Tobacco control is thought to be the biggest reason for the decline, because of the impact on reduction of cases of lung cancer, expecially in men. The second reason is the gradual improvements in treatment and early detection of cancers, as with the increased use of colonoscopies, and breast screening, for example.

According to the chart published in the report, one can see the large reduction in the rate of lung and bronchial cancer in men, where it rose steadily from 1930, peaked at around 90 cases per 100,000 of the male population in 1990 and reduced again steadily toward a present day figure of around 75 cases per 100,000.

Stomach cancer in men shows a steady decline from above 40 cases per 100,000 in 1930 to below 10 in 2003.

Colon and rectal cancer in men are also steadily dropping, while liver cancer is staying about the same, with a slight increase over the last decade. Prostate cancer rose steadily and peaked in 1990 to around 40 cases per 100,000 and is now approaching the 1930 figure of around 20-25 per 100,000.

The only male cancers to have risen, albeit very slightly, in incidence are pancreatic cancer and leukaemia, showing a rate of around 10 to 12 cases per 100,000 of the male population.

The figures for female cancers since 1930 have followed a broadly similar pattern as the male, with the lung and bronchial rates not yet coming down but they appear to have settled around the much lower rate of 40 per 100,000 cases.

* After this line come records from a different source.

//! Versioned table schemas
//!
//! Flattening discovers columns per document, so the set of columns can drift
//! between fetches. Every table the pipeline writes is therefore described by
//! a [`TableSchema`]: the batch is aligned to it before transforms run and
//! validated against it before it reaches the sink. The target table's shape
//! only changes when a schema version changes.

pub mod spacex;

use tracing::{debug, warn};

use crate::error::{EtlError, Result};
use crate::normalize::{Cell, TabularBatch};

pub use spacex::{launches, launchpads, payloads, registered};

/// Storage type of a column
#[derive(Debug, Clone, Copy, PartialEq, Eq)]
pub enum ColumnKind {
    Text,
    Integer,
    Float,
    Boolean,
    /// Structured value stored natively (JSONB)
    Json,
    /// Structured value stored as canonical JSON text
    SerializedJson,
    Timestamp,
}

impl ColumnKind {
    /// Postgres column type
    pub fn sql_type(self) -> &'static str {
        match self {
            ColumnKind::Text | ColumnKind::SerializedJson => "TEXT",
            ColumnKind::Integer => "BIGINT",
            ColumnKind::Float => "DOUBLE PRECISION",
            ColumnKind::Boolean => "BOOLEAN",
            ColumnKind::Json => "JSONB",
            ColumnKind::Timestamp => "TIMESTAMPTZ",
        }
    }

    /// Fit `cell` to this kind, or return the offending cell's type name
    fn coerce(self, cell: Cell) -> std::result::Result<Cell, &'static str> {
        match (self, cell) {
            (_, Cell::Null) => Ok(Cell::Null),
            (ColumnKind::Text | ColumnKind::SerializedJson, cell @ Cell::Text(_)) => Ok(cell),
            (ColumnKind::Integer, cell @ Cell::Int(_)) => Ok(cell),
            (ColumnKind::Integer, Cell::Float(f))
                if f.fract() == 0.0 && f >= i64::MIN as f64 && f < i64::MAX as f64 =>
            {
                Ok(Cell::Int(f as i64))
            },
            (ColumnKind::Float, cell @ Cell::Float(_)) => Ok(cell),
            (ColumnKind::Float, Cell::Int(i)) => Ok(Cell::Float(i as f64)),
            (ColumnKind::Boolean, cell @ Cell::Bool(_)) => Ok(cell),
            (ColumnKind::Json, cell @ Cell::Json(_)) => Ok(cell),
            (ColumnKind::Json, other) => Ok(Cell::Json(other.to_json())),
            (ColumnKind::Timestamp, cell @ Cell::Timestamp(_)) => Ok(cell),
            (_, other) => Err(other.type_name()),
        }
    }
}

impl std::fmt::Display for ColumnKind {
    fn fmt(&self, f: &mut std::fmt::Formatter<'_>) -> std::fmt::Result {
        let name = match self {
            ColumnKind::Text => "text",
            ColumnKind::Integer => "integer",
            ColumnKind::Float => "float",
            ColumnKind::Boolean => "boolean",
            ColumnKind::Json => "json",
            ColumnKind::SerializedJson => "serialized json",
            ColumnKind::Timestamp => "timestamp",
        };
        f.write_str(name)
    }
}

/// One column of a [`TableSchema`]
#[derive(Debug, Clone, PartialEq, Eq)]
pub struct ColumnSpec {
    pub name: String,
    pub kind: ColumnKind,
    /// Every row must carry a non-null value
    pub required: bool,
}

impl ColumnSpec {
    pub fn required(name: impl Into<String>, kind: ColumnKind) -> Self {
        Self {
            name: name.into(),
            kind,
            required: true,
        }
    }

    pub fn optional(name: impl Into<String>, kind: ColumnKind) -> Self {
        Self {
            name: name.into(),
            kind,
            required: false,
        }
    }
}

/// Explicit, versioned column layout of one table
#[derive(Debug, Clone, PartialEq, Eq)]
pub struct TableSchema {
    pub name: String,
    pub version: u32,
    pub columns: Vec<ColumnSpec>,
}

impl TableSchema {
    pub fn new(name: impl Into<String>, version: u32, columns: Vec<ColumnSpec>) -> Self {
        Self {
            name: name.into(),
            version,
            columns,
        }
    }

    /// Human-readable tag stamped on written tables, e.g. "launches v1"
    pub fn tag(&self) -> String {
        format!("{} v{}", self.name, self.version)
    }

    pub fn column(&self, name: &str) -> Option<&ColumnSpec> {
        self.columns.iter().find(|c| c.name == name)
    }

    pub fn column_names(&self) -> Vec<String> {
        self.columns.iter().map(|c| c.name.clone()).collect()
    }

    /// Columns handed to `serialize_columns`
    pub fn serialized_columns(&self) -> Vec<&str> {
        self.columns_of(ColumnKind::SerializedJson)
    }

    /// Columns handed to `parse_timestamps`
    pub fn timestamp_columns(&self) -> Vec<&str> {
        self.columns_of(ColumnKind::Timestamp)
    }

    fn columns_of(&self, kind: ColumnKind) -> Vec<&str> {
        self.columns
            .iter()
            .filter(|c| c.kind == kind)
            .map(|c| c.name.as_str())
            .collect()
    }

    /// Reshape `batch` to exactly this schema's columns, in schema order
    ///
    /// Missing optional columns read as null. Columns the schema does not
    /// know are dropped; a warning names those that carried values.
    pub fn align(&self, batch: TabularBatch) -> Result<TabularBatch> {
        for spec in self.columns.iter().filter(|c| c.required) {
            if let Some(idx) = (0..batch.len()).find(|&row| batch.cell(row, &spec.name).is_null()) {
                return Err(EtlError::Schema(format!(
                    "{}: row {} lacks required column '{}'",
                    self.tag(),
                    idx,
                    spec.name
                )));
            }
        }

        let (populated, empty): (Vec<String>, Vec<String>) = batch
            .columns()
            .iter()
            .filter(|name| self.column(name).is_none())
            .cloned()
            .partition(|name| (0..batch.len()).any(|row| !batch.cell(row, name).is_null()));

        if !populated.is_empty() {
            warn!(
                schema = %self.tag(),
                columns = ?populated,
                "Dropping populated columns that are not part of the schema"
            );
        }
        if !empty.is_empty() {
            debug!(schema = %self.tag(), columns = ?empty, "Dropping empty unknown columns");
        }

        Ok(TabularBatch::with_columns(self.column_names(), batch.into_rows()))
    }

    /// Check every cell against its column kind, applying numeric widening
    pub fn validate(&self, mut batch: TabularBatch) -> Result<TabularBatch> {
        let tag = self.tag();
        for spec in &self.columns {
            batch.map_column(&spec.name, |row, cell| {
                spec.kind.coerce(cell).map_err(|found| {
                    EtlError::Schema(format!(
                        "{}: row {}, column '{}' expected {}, found {}",
                        tag, row, spec.name, spec.kind, found
                    ))
                })
            })?;
        }
        Ok(batch)
    }
}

Breast cancer rates hovered at around 30 cases per 100,000 females until around 1990 when they started coming down to the 2003 rate of about 25 cases per 100,000.

Stomach, uterus, colon and rectal cancer rates in women have steadily declined and at 2003 were at under 10 cases per 100,000. As for the men, pancreatic cancer has not reduced and is around 10 per 100,000, while ovarian cancer has also stayed steady at around 10 cases per 100,000 women.

The NCS estimates that the number of Americans alive today who have or have ever had cancer is about 10.5 million (roughly 4 per cent, or 1 in 25 of the population). Some of them don't have it any more, while others may still be having treatment.

At least half of all new cancer cases are cancers that can be prevented or detected earlier and people who get them have an 86 per cent chance of surviving five years or more. This high survival rate is due to improved, earlier screening as well as reduction in deaths.

The NCS suggests that in 2007, the number of new cancer cases in America will be about 1,444,920, excluding certain types such as most of the non-invasive and the basal and squamous cell skin cancers. The numbers of these last two is expected to be around 1 million this year.

The number of people in America who will die of cancer in 2007 is likely to be around 559,650, or more than 1,500 per day.

In the US, cancer is the second biggest killer after heart disease and accounts for about 1 in every 4 deaths.

The percentage of Americans who survived cancer for five or more years after being diagnosed between 1996 and 2006 is 66 per cent. This is a significantly improved survival rate compared with 30 years ago when it was 51 per cent. The ACS point out that while this figure is useful for making statistical comparisons on effectiveness of treatment and diagnosis, it is not useful in individual cases, nor is it a measure of long term survival rate since deaths from cancer can occur after the five years.

The report states that childhood cancer is rare, and that the mortality rates for childhood cancers (up to age 14) have come down by 48 per cent since 1975. The ACS estimates that 10,400 cases of childhood cancer will be diagnosed in 2007, and 1,545 American children will die of cancer in 2007, mostly from leukaemia.

The four cancers likely to be the biggest killers in 2007 will be: lung cancer, prostate cancer, breast cancer and colon cancer.

American Cancer Society Statistics for 2007.